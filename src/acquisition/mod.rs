//! Resilient batch acquisition of attachments and videos
//!
//! This module downloads the assets discovered by an extraction run:
//! - A bounded-concurrency batch engine keyed by source URL
//! - Direct HTTP attachment downloads with size limits
//! - Video downloads through an external yt-dlp compatible tool
//! - Exponential backoff shared by both transfer kinds

mod attachments;
mod engine;
mod filename;
mod video;

pub use attachments::{AttachmentDownloader, DownloadOptions, DownloadTask};
pub use engine::{acquire_batch, acquire_in_windows, backoff_delay, AcquisitionTask};
pub use filename::sanitize_filename;
pub use video::{
    VideoDownloadTask, VideoDownloader, VideoFormat, VideoMetadata, VideoOptions, VideoQuality,
    VideoTarget,
};

use serde::Serialize;
use std::path::PathBuf;
use std::time::Duration;
use thiserror::Error;

/// Errors from a single acquisition attempt
#[derive(Debug, Error)]
pub enum AcquisitionError {
    #[error("File too large: {size} bytes exceeds the {max} byte limit")]
    TooLarge { size: u64, max: u64 },

    #[error("HTTP {status} from {url}")]
    HttpStatus { status: u16, url: String },

    #[error("Timed out after {0:?}")]
    Timeout(Duration),

    #[error("Request failed: {0}")]
    Request(#[from] reqwest::Error),

    #[error("IO error: {0}")]
    Io(#[from] std::io::Error),

    #[error("{0}")]
    ToolMissing(String),

    #[error("Video tool failed ({status}): {stderr}")]
    ToolFailed { status: String, stderr: String },

    #[error("No output file produced for {0}")]
    OutputMissing(String),

    #[error("Metadata probe failed: {0}")]
    Probe(String),
}

impl AcquisitionError {
    /// Returns true if another attempt cannot change the outcome
    pub(crate) fn is_permanent(&self) -> bool {
        matches!(self, Self::ToolMissing(_) | Self::TooLarge { .. })
    }
}

/// Outcome of one attachment download
#[derive(Debug, Clone, PartialEq, Eq, Serialize)]
pub struct DownloadResult {
    pub success: bool,
    pub local_path: Option<PathBuf>,
    pub file_size_bytes: Option<u64>,
    pub error: Option<String>,
}

impl DownloadResult {
    pub fn succeeded(local_path: PathBuf, file_size_bytes: u64) -> Self {
        Self {
            success: true,
            local_path: Some(local_path),
            file_size_bytes: Some(file_size_bytes),
            error: None,
        }
    }

    pub fn failed(error: impl Into<String>) -> Self {
        Self {
            success: false,
            local_path: None,
            file_size_bytes: None,
            error: Some(error.into()),
        }
    }
}

/// Outcome of one video download
#[derive(Debug, Clone, PartialEq, Serialize)]
pub struct VideoDownloadResult {
    pub success: bool,
    pub local_path: Option<PathBuf>,
    pub file_size_bytes: Option<u64>,
    pub error: Option<String>,
    pub title: Option<String>,
    pub duration_secs: Option<f64>,
    pub resolution: Option<String>,
    pub format: Option<String>,
}

impl VideoDownloadResult {
    pub fn failed(error: impl Into<String>) -> Self {
        Self {
            success: false,
            local_path: None,
            file_size_bytes: None,
            error: Some(error.into()),
            title: None,
            duration_secs: None,
            resolution: None,
            format: None,
        }
    }
}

————————

GOAL OF THE EXERCISE:
Copy out every line of the material above that mentions the word "filename".

RESULT FOR THIS EXERCISE:
filename src/acquisition/mod.rs
mod filename;
pub use filename::sanitize_filename;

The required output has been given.